_Assigned task_
Search the records for the word "Methane" and report each line that has it.

• • • • • • •

//! End-to-end tests of mapping, collapsing and package export

use lciafmt_core::table::{self, CharacterizationRow, CharacterizationTable};
use lciafmt_core::{
    DuplicatePolicy, JsonLdOptions, JsonLdWriter, LciaError, MapOptions, MappingEntry,
    MappingSpec, MappingStatus, MappingTable, collapse_indicators, make_uuid, map_flows, to_jsonld,
};
use serde_json::Value;
use std::collections::HashMap;
use std::fs::File;
use std::io::Read;
use std::path::Path;
use tempfile::TempDir;
use zip::ZipArchive;

const RAW_CSV: &str = "\
Method,Indicator,Indicator unit,Flowable,Flow UUID,Context,Unit,Characterization Factor
TRACI 2.1,Global warming,kg CO2 eq,Carbon dioxide,,air,kg,1
TRACI 2.1,Global warming,kg CO2 eq,Methane,,air,kg,28
TRACI 2.1,Global warming,kg CO2 eq,Unobtainium,,air,kg,5
TRACI 2.1,Smog formation,kg O3 eq,Xylene,,air,kg,2
";

fn row(flowable: &str, context: &str, value: f64) -> CharacterizationRow {
    CharacterizationRow::new("X", "GWP", "kg CO2 eq", flowable, context, "kg", value)
}

fn table(rows: Vec<CharacterizationRow>) -> CharacterizationTable {
    rows.into_iter().collect()
}

/// Parsed documents of a package, keyed by folder
fn read_package(path: &Path) -> HashMap<String, Vec<Value>> {
    let mut archive = ZipArchive::new(File::open(path).unwrap()).unwrap();
    let mut docs: HashMap<String, Vec<Value>> = HashMap::new();
    for i in 0..archive.len() {
        let mut file = archive.by_index(i).unwrap();
        let folder = file.name().split('/').next().unwrap().to_string();
        let mut text = String::new();
        file.read_to_string(&mut text).unwrap();
        docs.entry(folder)
            .or_default()
            .push(serde_json::from_str(&text).unwrap());
    }
    docs
}

#[test]
fn test_example_scenario() {
    let input = table(vec![row("Carbon dioxide", "air", 1.0)]);
    let mapping: MappingTable =
        vec![MappingEntry::new("Carbon dioxide", "air", "F1", "Carbon dioxide", "kg", 1.0)]
            .into_iter()
            .collect();

    let outcome = map_flows(&input, MappingSpec::Table(mapping), MapOptions::default()).unwrap();
    let out = &outcome.table.rows()[0];
    assert_eq!(out.flow_uuid.as_deref(), Some("F1"));
    assert_eq!(out.unit, "kg");
    assert_eq!(out.value, 1.0);
}

#[test]
fn test_bundled_system_mapping() {
    let raw = table::read_csv(RAW_CSV.as_bytes()).unwrap();
    let outcome = map_flows(
        &raw,
        MappingSpec::System("TRACI2.1".into()),
        MapOptions::default(),
    )
    .unwrap();

    // Unobtainium dropped, Xylene fanned out to three isomers
    assert_eq!(outcome.report.dropped, 1);
    assert_eq!(outcome.report.fan_out_rows, 2);
    assert_eq!(outcome.table.len(), 5);
    assert!(
        outcome
            .table
            .iter()
            .all(|r| r.status == MappingStatus::Mapped && r.context == "emission/air")
    );
}

#[test]
fn test_conversion_factor_applied() {
    let mut input = row("Crude oil", "resource", 2.0);
    input.method = "ReCiPe 2016".into();
    let outcome = map_flows(
        &table(vec![input]),
        MappingSpec::System("ReCiPe2016".into()),
        MapOptions::default(),
    )
    .unwrap();
    let out = &outcome.table.rows()[0];
    assert_eq!(out.unit, "MJ");
    assert!((out.value - 2.0 * 0.0238).abs() < 1e-12);
}

#[test]
fn test_preserved_row_passes_through() {
    let input = table(vec![row("Unobtainium", "air", 5.0).with_cas_no("000000-00-0")]);
    let options = MapOptions {
        preserve_unmapped: true,
        ..Default::default()
    };
    let outcome = map_flows(&input, MappingSpec::System("TRACI2.1".into()), options).unwrap();

    let out = &outcome.table.rows()[0];
    let original = &input.rows()[0];
    assert_eq!(out.flowable, original.flowable);
    assert_eq!(out.flow_uuid, original.flow_uuid);
    assert_eq!(out.context, original.context);
    assert_eq!(out.unit, original.unit);
    assert_eq!(out.value, original.value);
    assert_eq!(out.cas_no, original.cas_no);
}

#[test]
fn test_remapping_is_idempotent() {
    let raw = table::read_csv(RAW_CSV.as_bytes()).unwrap();
    let options = MapOptions {
        preserve_unmapped: true,
        ..Default::default()
    };
    let spec = || MappingSpec::System("TRACI2.1".into());

    let first = map_flows(&raw, spec(), options).unwrap();
    let second = map_flows(&first.table, spec(), options).unwrap();

    assert_eq!(first.table, second.table);
    assert_eq!(second.report.dropped, 0);
    assert_eq!(second.report.mapped_rows, 0);
}

#[test]
fn test_unsupported_system() {
    let err = map_flows(
        &table(vec![row("Carbon dioxide", "air", 1.0)]),
        MappingSpec::System("NoSuchSystem".into()),
        MapOptions::default(),
    )
    .unwrap_err();
    assert!(matches!(err, LciaError::UnsupportedMappingSystem { .. }));
}

#[test]
fn test_missing_columns_rejected_at_ingestion() {
    let csv = "Method,Indicator,Flowable,Context\nX,GWP,Carbon dioxide,air\n";
    match table::read_csv(csv.as_bytes()) {
        Err(LciaError::MissingIdentifierColumns { columns }) => {
            assert!(columns.contains(&"Unit".to_string()));
            assert!(columns.contains(&"Flow UUID".to_string()));
        }
        other => panic!("expected missing columns, got {other:?}"),
    }
}

#[test]
fn test_post_collapse_uniqueness() {
    // two source names mapped to the same target flow
    let input = table(vec![
        row("Carbon dioxide", "air", 1.0),
        row("CO2", "air", 1.0),
        row("Methane", "air", 28.0),
        row("CH4", "air", 25.0),
    ]);
    let mapping: MappingTable = vec![
        MappingEntry::new("Carbon dioxide", "air", "F1", "Carbon dioxide", "kg", 1.0),
        MappingEntry::new("CO2", "air", "F1", "Carbon dioxide", "kg", 1.0),
        MappingEntry::new("Methane", "air", "F2", "Methane", "kg", 1.0),
        MappingEntry::new("CH4", "air", "F2", "Methane", "kg", 1.0),
    ]
    .into_iter()
    .collect();
    let mapped = map_flows(&input, MappingSpec::Table(mapping), MapOptions::default()).unwrap();

    let collapsed = collapse_indicators(&mapped.table, DuplicatePolicy::KeepAll);
    let f1 = collapsed
        .table
        .iter()
        .filter(|r| r.flow_uuid.as_deref() == Some("F1"))
        .count();
    let f2 = collapsed
        .table
        .iter()
        .filter(|r| r.flow_uuid.as_deref() == Some("F2"))
        .count();
    assert_eq!(f1, 1);
    assert_eq!(f2, 2);
    assert_eq!(collapsed.report.conflicts.len(), 1);

    let first = collapse_indicators(&mapped.table, DuplicatePolicy::KeepFirst);
    assert_eq!(first.table.len(), 2);
}

#[test]
fn test_package_has_one_flow_per_distinct_flow() {
    let rows: Vec<_> = (0..30)
        .map(|i| {
            let name = ["Carbon dioxide", "Methane", "Ammonia"][i % 3];
            row(name, "emission/air", i as f64)
        })
        .collect();
    let dir = TempDir::new().unwrap();
    let path = dir.path().join("x.zip");

    let report = to_jsonld(&table(rows), &path, true).unwrap();
    assert_eq!(report.flows, 3);
    assert_eq!(report.factors, 30);

    let docs = read_package(&path);
    assert_eq!(docs["flows"].len(), 3);
    assert_eq!(docs["categories"].len(), 2);
    assert_eq!(docs["lcia_categories"][0]["impactFactors"].as_array().unwrap().len(), 30);
}

#[test]
fn test_package_category_chain() {
    let rows: Vec<_> = (0..10).map(|_| row("Carbon dioxide", "A/B/C", 1.0)).collect();
    let dir = TempDir::new().unwrap();
    let path = dir.path().join("x.zip");
    to_jsonld(&table(rows), &path, true).unwrap();

    let docs = read_package(&path);
    let categories = &docs["categories"];
    assert_eq!(categories.len(), 3);

    let by_name: HashMap<&str, &Value> = categories
        .iter()
        .map(|c| (c["name"].as_str().unwrap(), c))
        .collect();
    assert!(by_name["A"].get("category").is_none());
    assert_eq!(by_name["B"]["category"]["@id"], by_name["A"]["@id"]);
    assert_eq!(by_name["C"]["category"]["@id"], by_name["B"]["@id"]);
    assert_eq!(by_name["A"]["@id"], make_uuid(["category/flow/A"]).as_str());
    assert_eq!(by_name["C"]["modelType"], "FLOW");

    let flow = &docs["flows"][0];
    assert_eq!(flow["category"]["@id"], by_name["C"]["@id"]);
    assert_eq!(flow["flowType"], "ELEMENTARY_FLOW");
    assert_eq!(flow["flowProperties"][0]["referenceFlowProperty"], true);
}

#[test]
fn test_method_document_lists_indicators() {
    let mut acid = row("Ammonia", "air", 1.0);
    acid.indicator = "Acidification".into();
    acid.indicator_unit = "kg SO2 eq".into();
    let dir = TempDir::new().unwrap();
    let path = dir.path().join("x.zip");
    to_jsonld(
        &table(vec![row("Carbon dioxide", "air", 1.0), acid]),
        &path,
        false,
    )
    .unwrap();

    let docs = read_package(&path);
    assert!(!docs.contains_key("flows"));
    let method = &docs["lcia_methods"][0];
    assert_eq!(method["@type"], "ImpactMethod");
    assert_eq!(method["name"], "X");
    assert_eq!(method["impactCategories"].as_array().unwrap().len(), 2);
    assert_eq!(method["impactCategories"][1]["refUnit"], "kg SO2 eq");
    assert_eq!(method["@id"], make_uuid(["X"]).as_str());
}

#[test]
fn test_closed_writer_guard() {
    let dir = TempDir::new().unwrap();
    let path = dir.path().join("x.zip");
    let input = table(vec![row("Carbon dioxide", "air", 1.0)]);

    let mut writer = JsonLdWriter::create(&path, JsonLdOptions::default()).unwrap();
    writer.write(&input).unwrap();
    writer.finish().unwrap();

    let err = writer.write(&input).unwrap_err();
    assert!(matches!(err, LciaError::WriterClosed));
    drop(writer);

    // the finished package is left intact
    assert_eq!(read_package(&path)["flows"].len(), 1);
}

#[test]
fn test_full_pipeline_from_files() {
    let dir = TempDir::new().unwrap();
    let raw_path = dir.path().join("raw.csv");
    std::fs::write(&raw_path, RAW_CSV).unwrap();

    let raw = table::read_path(&raw_path).unwrap();
    let mapped = map_flows(
        &raw,
        MappingSpec::System("TRACI2.1".into()),
        MapOptions::default(),
    )
    .unwrap();
    let collapsed = collapse_indicators(&mapped.table, DuplicatePolicy::default());

    let mapped_path = dir.path().join("out/mapped.json");
    table::write_path(&collapsed.table, &mapped_path).unwrap();
    assert_eq!(table::read_path(&mapped_path).unwrap(), collapsed.table);

    let report = to_jsonld(&collapsed.table, dir.path().join("out/traci.zip"), true).unwrap();
    assert_eq!(report.indicators, 2);
    assert_eq!(report.flows, 5);
    assert!(report.anomalies.is_empty());
}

• • • • • • •

_Response_
TRACI 2.1,Global warming,kg CO2 eq,Methane,,air,kg,28
        row("Methane", "air", 28.0),
        MappingEntry::new("Methane", "air", "F2", "Methane", "kg", 1.0),
        MappingEntry::new("CH4", "air", "F2", "Methane", "kg", 1.0),
            let name = ["Carbon dioxide", "Methane", "Ammonia"][i % 3];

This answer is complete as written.